In one or more implementations, the power stage circuit 172 may electrically couple the battery pack 110 a to an electrical system of the building 180. For example, the power stage circuit 172 may convert DC power from the battery pack 110 a into AC power for one or more loads in the building 180. Exemplary loads coupled, via one or more electrical outlets coupled, to the battery pack 110 a may include one or more lights, lamps, appliances, fans, heaters, air conditioners, and/or any other electrical components or electrical loads. The power stage circuit 172 may include control circuitry that is operable to switchably couple the battery pack 110 a between the external power source 190 and one or more electrical outlets and/or other electrical loads in the electrical system of the building 180. In one or more implementations, the vehicle 100 may include a power stage circuit (not shown in FIG. 1C) that can be used to convert power received from the EVSE 170 to DC power that is used to power/charge the battery pack 110 b, and/or to convert DC power from the battery pack 110 into AC power for one or more electrical systems, components, and/or loads of the vehicle 100.
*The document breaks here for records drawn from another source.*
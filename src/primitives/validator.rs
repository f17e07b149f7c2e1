//! Input validation for measurement data and solver configuration.
//!
//! ## Purpose
//!
//! This module provides the validation functions shared by the statistics
//! and fitting routines. It checks requirements such as matching lengths,
//! finite values, and parameter bounds.
//!
//! ## Design notes
//!
//! * **Fail-Fast**: Validation stops at the first error encountered.
//! * **Efficiency**: Checks are ordered from cheap to expensive.
//! * **Generics**: Validation is generic over `Float` types.
//!
//! ## Invariants
//!
//! * All validated inputs satisfy their respective mathematical constraints.
//! * Validation logic is deterministic and side-effect free.
//!
//! ## Non-goals
//!
//! * This module does not sort, transform, or filter input data.
//! * This module does not provide automatic correction of invalid inputs.

// Feature-gated imports
#[cfg(not(feature = "std"))]
use alloc::format;

// External dependencies
use num_traits::Float;

// Internal dependencies
use crate::primitives::errors::FitError;

// ============================================================================
// Validator
// ============================================================================

/// Validation utility for measurement data and fit configuration.
///
/// Provides static methods returning `Result<(), FitError>` that fail fast
/// upon identifying the first violation.
pub struct Validator;

impl Validator {
    // ========================================================================
    // Data Validation
    // ========================================================================

    /// Validate a single measurement series.
    ///
    /// Checks that the slice is non-empty, has at least `min_points`
    /// elements, and contains only finite values.
    pub fn validate_sample<T: Float>(x: &[T], min_points: usize) -> Result<(), FitError> {
        if x.is_empty() {
            return Err(FitError::EmptyInput);
        }

        if x.len() < min_points {
            return Err(FitError::TooFewPoints {
                got: x.len(),
                min: min_points,
            });
        }

        Self::validate_finite(x, "x")
    }

    /// Validate a paired (x, y) measurement series.
    ///
    /// Checks, in order: non-empty inputs, matching lengths, minimum point
    /// count, and finiteness of every value.
    pub fn validate_paired<T: Float>(x: &[T], y: &[T], min_points: usize) -> Result<(), FitError> {
        if x.is_empty() || y.is_empty() {
            return Err(FitError::EmptyInput);
        }

        if x.len() != y.len() {
            return Err(FitError::MismatchedInputs {
                x_len: x.len(),
                y_len: y.len(),
            });
        }

        if x.len() < min_points {
            return Err(FitError::TooFewPoints {
                got: x.len(),
                min: min_points,
            });
        }

        Self::validate_finite(x, "x")?;
        Self::validate_finite(y, "y")
    }

    /// Validate a slice of measurement uncertainties used as fit weights.
    ///
    /// Weights are formed as `1 / err^2`, so every entry must be finite and
    /// strictly positive.
    pub fn validate_errors<T: Float>(err: &[T]) -> Result<(), FitError> {
        for (i, &val) in err.iter().enumerate() {
            if !val.is_finite() {
                return Err(FitError::InvalidNumericValue(format!(
                    "err[{}]={}",
                    i,
                    val.to_f64().unwrap_or(f64::NAN)
                )));
            }
            if val <= T::zero() {
                return Err(FitError::InvalidParameter {
                    parameter: "err",
                    reason: "measurement errors must be > 0",
                });
            }
        }
        Ok(())
    }

    /// Validate that every value in a slice is finite.
    pub fn validate_finite<T: Float>(vals: &[T], name: &str) -> Result<(), FitError> {
        for (i, &val) in vals.iter().enumerate() {
            if !val.is_finite() {
                return Err(FitError::InvalidNumericValue(format!(
                    "{}[{}]={}",
                    name,
                    i,
                    val.to_f64().unwrap_or(f64::NAN)
                )));
            }
        }
        Ok(())
    }

    /// Validate a single scalar for finiteness.
    pub fn validate_scalar<T: Float>(val: T, name: &str) -> Result<(), FitError> {
        if !val.is_finite() {
            return Err(FitError::InvalidNumericValue(format!(
                "{}={}",
                name,
                val.to_f64().unwrap_or(f64::NAN)
            )));
        }
        Ok(())
    }

    // ========================================================================
    // Parameter Validation
    // ========================================================================

    /// Validate a convergence tolerance.
    pub fn validate_tolerance<T: Float>(tol: T) -> Result<(), FitError> {
        if !tol.is_finite() || tol <= T::zero() {
            return Err(FitError::InvalidParameter {
                parameter: "tolerance",
                reason: "must be > 0 and finite",
            });
        }
        Ok(())
    }

    /// Validate an iteration budget.
    ///
    /// # Notes
    ///
    /// * Capped at 10000 iterations to bound runaway fits.
    pub fn validate_max_iterations(iterations: usize) -> Result<(), FitError> {
        const MAX_ITERATIONS: usize = 10_000;
        if iterations == 0 || iterations > MAX_ITERATIONS {
            return Err(FitError::InvalidParameter {
                parameter: "max_iterations",
                reason: "must be in [1, 10000]",
            });
        }
        Ok(())
    }
}
//! Fitting benchmarks using Criterion.
//!
//! Benchmarks cover:
//! - Weighted linear least squares across dataset sizes
//! - Nonlinear (Levenberg–Marquardt) fits for linear and exponential models
//! - Descriptive statistics on large series
//!
//! Run with: `cargo bench`

use criterion::{criterion_group, criterion_main, BenchmarkId, Criterion, Throughput};
use rand::prelude::*;
use rand_distr::{Distribution, Normal};
use std::hint::black_box;

use labfit_rs::prelude::*;

// ============================================================================
// Data Generation with Reproducible RNG
// ============================================================================

/// Generate noisy linear data with per-point measurement errors.
fn generate_linear_data(size: usize, seed: u64) -> (Vec<f64>, Vec<f64>, Vec<f64>) {
    let mut rng = StdRng::seed_from_u64(seed);
    let noise = Normal::new(0.0, 0.1).unwrap();

    let x: Vec<f64> = (0..size).map(|i| i as f64 * 10.0 / size as f64).collect();
    let y: Vec<f64> = x
        .iter()
        .map(|&xi| 1.94 * xi + 0.15 + noise.sample(&mut rng))
        .collect();
    let err = vec![0.1; size];
    (x, y, err)
}

/// Generate noisy exponential-decay data.
fn generate_decay_data(size: usize, seed: u64) -> (Vec<f64>, Vec<f64>) {
    let mut rng = StdRng::seed_from_u64(seed);
    let noise = Normal::new(0.0, 0.01).unwrap();

    let x: Vec<f64> = (0..size).map(|i| i as f64 * 5.0 / size as f64).collect();
    let y: Vec<f64> = x
        .iter()
        .map(|&xi| 2.0 * (-0.7 * xi).exp() + noise.sample(&mut rng))
        .collect();
    (x, y)
}

fn decay(x: f64, p: &[f64]) -> f64 {
    p[0] * (p[1] * x).exp()
}

// ============================================================================
// Benchmarks
// ============================================================================

fn bench_weighted_fit(c: &mut Criterion) {
    let mut group = c.benchmark_group("weighted_least_squares");
    for size in [100, 1_000, 10_000] {
        let (x, y, err) = generate_linear_data(size, 42);
        group.throughput(Throughput::Elements(size as u64));
        group.bench_with_input(BenchmarkId::from_parameter(size), &size, |b, _| {
            b.iter(|| weighted_least_squares(black_box(&x), black_box(&y), black_box(&err)))
        });
    }
    group.finish();
}

fn bench_curve_fit(c: &mut Criterion) {
    let mut group = c.benchmark_group("curve_fit");
    let options = CurveFitOptions::default();

    for size in [100, 1_000] {
        let (x, y) = generate_decay_data(size, 7);
        group.throughput(Throughput::Elements(size as u64));
        group.bench_with_input(BenchmarkId::new("exponential", size), &size, |b, _| {
            b.iter(|| {
                curve_fit(
                    black_box(&decay),
                    black_box(&x),
                    black_box(&y),
                    black_box(&[1.0, -0.3]),
                    &options,
                )
            })
        });
    }
    group.finish();
}

fn bench_descriptive(c: &mut Criterion) {
    let mut group = c.benchmark_group("descriptive");
    let (x, y, _) = generate_linear_data(10_000, 13);

    group.bench_function("variance_10k", |b| b.iter(|| variance(black_box(&x))));
    group.bench_function("correlation_10k", |b| {
        b.iter(|| correlation_coefficient(black_box(&x), black_box(&y)))
    });
    group.finish();
}

criterion_group!(
    benches,
    bench_weighted_fit,
    bench_curve_fit,
    bench_descriptive
);
criterion_main!(benches);
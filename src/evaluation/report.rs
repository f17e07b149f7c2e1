//! Formatted summaries for fit results.
//!
//! ## Purpose
//!
//! This module renders human-readable summaries of fit results. Rendering
//! is deliberately separated from computation: the fitting functions return
//! plain data, and callers opt into a report by formatting the result.
//!
//! ## Design notes
//!
//! * **Display, not print**: Everything here is a `core::fmt::Display`
//!   impl; the crate itself never writes to stdout.
//! * **Aligned columns**: Values are rendered at fixed precision so stacked
//!   lines line up in terminal output.

// External dependencies
use core::fmt;
use num_traits::Float;

// Internal dependencies
use crate::algorithms::curve_fit::CurveFit;
use crate::algorithms::linear::{LinearFit, WeightedFit};
use crate::primitives::uncertain::Uncertain;

// ============================================================================
// Uncertain Values
// ============================================================================

impl<T: Float + fmt::Display> fmt::Display for Uncertain<T> {
    fn fmt(&self, f: &mut fmt::Formatter<'_>) -> fmt::Result {
        write!(f, "{:.5} ± {:.5}", self.nominal, self.std_dev)
    }
}

// ============================================================================
// Linear Fits
// ============================================================================

impl<T: Float + fmt::Display> fmt::Display for LinearFit<T> {
    fn fmt(&self, f: &mut fmt::Formatter<'_>) -> fmt::Result {
        write!(
            f,
            "y = {:.5}*x + {:.5}",
            self.slope, self.intercept
        )
    }
}

impl<T: Float + fmt::Display> fmt::Display for WeightedFit<T> {
    fn fmt(&self, f: &mut fmt::Formatter<'_>) -> fmt::Result {
        writeln!(f, "Weighted least-squares fit:")?;
        writeln!(f, "  Data points: {}", self.fitted.len())?;
        writeln!(
            f,
            "  slope     = {:.5} ± {:.5}",
            self.slope, self.slope_err
        )?;
        writeln!(
            f,
            "  intercept = {:.5} ± {:.5}",
            self.intercept, self.intercept_err
        )?;
        writeln!(
            f,
            "  chi²      = {:.5} ({} degrees of freedom)",
            self.chi_squared,
            self.degrees_of_freedom()
        )?;
        write!(
            f,
            "  Equation: y = ({:.5} ± {:.5})*x + ({:.5} ± {:.5})",
            self.slope, self.slope_err, self.intercept, self.intercept_err
        )
    }
}

// ============================================================================
// Nonlinear Fits
// ============================================================================

impl<T: Float + fmt::Display> fmt::Display for CurveFit<T> {
    fn fmt(&self, f: &mut fmt::Formatter<'_>) -> fmt::Result {
        writeln!(f, "Nonlinear least-squares fit:")?;
        let errors = self.param_errors();
        for (i, (&p, &e)) in self.params.iter().zip(errors.iter()).enumerate() {
            writeln!(f, "  p[{}] = {:.5} ± {:.5}", i, p, e)?;
        }
        writeln!(
            f,
            "  chi² = {:.5} ({} degrees of freedom)",
            self.chi_squared, self.degrees_of_freedom
        )?;
        write!(f, "  Converged after {} iterations", self.iterations)
    }
}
In one or more use cases, the battery pack 110 a may be used as a source of electrical power for the building 180, such as during times when solar power or wind power is not available, in the case of a regional or local power outage for the building 180, and/or during a period of high rates for access to the electrical grid, as non-limiting examples. In one or more other use cases, the battery pack 110 b may be used to charge the battery pack 110 a and/or to power the electrical system of the building 180 (e.g., in a use case in which the battery pack 110 a is low on or out of stored energy and in which solar power or wind power is not available, a regional or local power outage occurs for the building 180, and/or a period of high rates for access to the electrical grid occurs, as non-limiting examples.

FIG. 2A illustrates an example of a battery pack 110. As shown, the battery pack 110 may include a battery pack frame 203 (e.g., a battery pack housing or pack frame). The battery pack frame 203 may house or enclose one or more battery modules and/or one or more battery cells, and/or other battery pack components of the battery pack 110. In one or more implementations, the battery pack frame 203 may include or form a shielding structure on an outer surface thereof (e.g., a bottom thereof and/or underneath one or more battery module, battery units, batteries, and/or battery cells) to protect the battery module, battery units, batteries, and/or battery cells from external conditions (e.g., if the battery pack 110 is installed in a vehicle and the vehicle is driven over rough terrain, such as off-road terrain, trenches, rocks, rivers, streams, etc.).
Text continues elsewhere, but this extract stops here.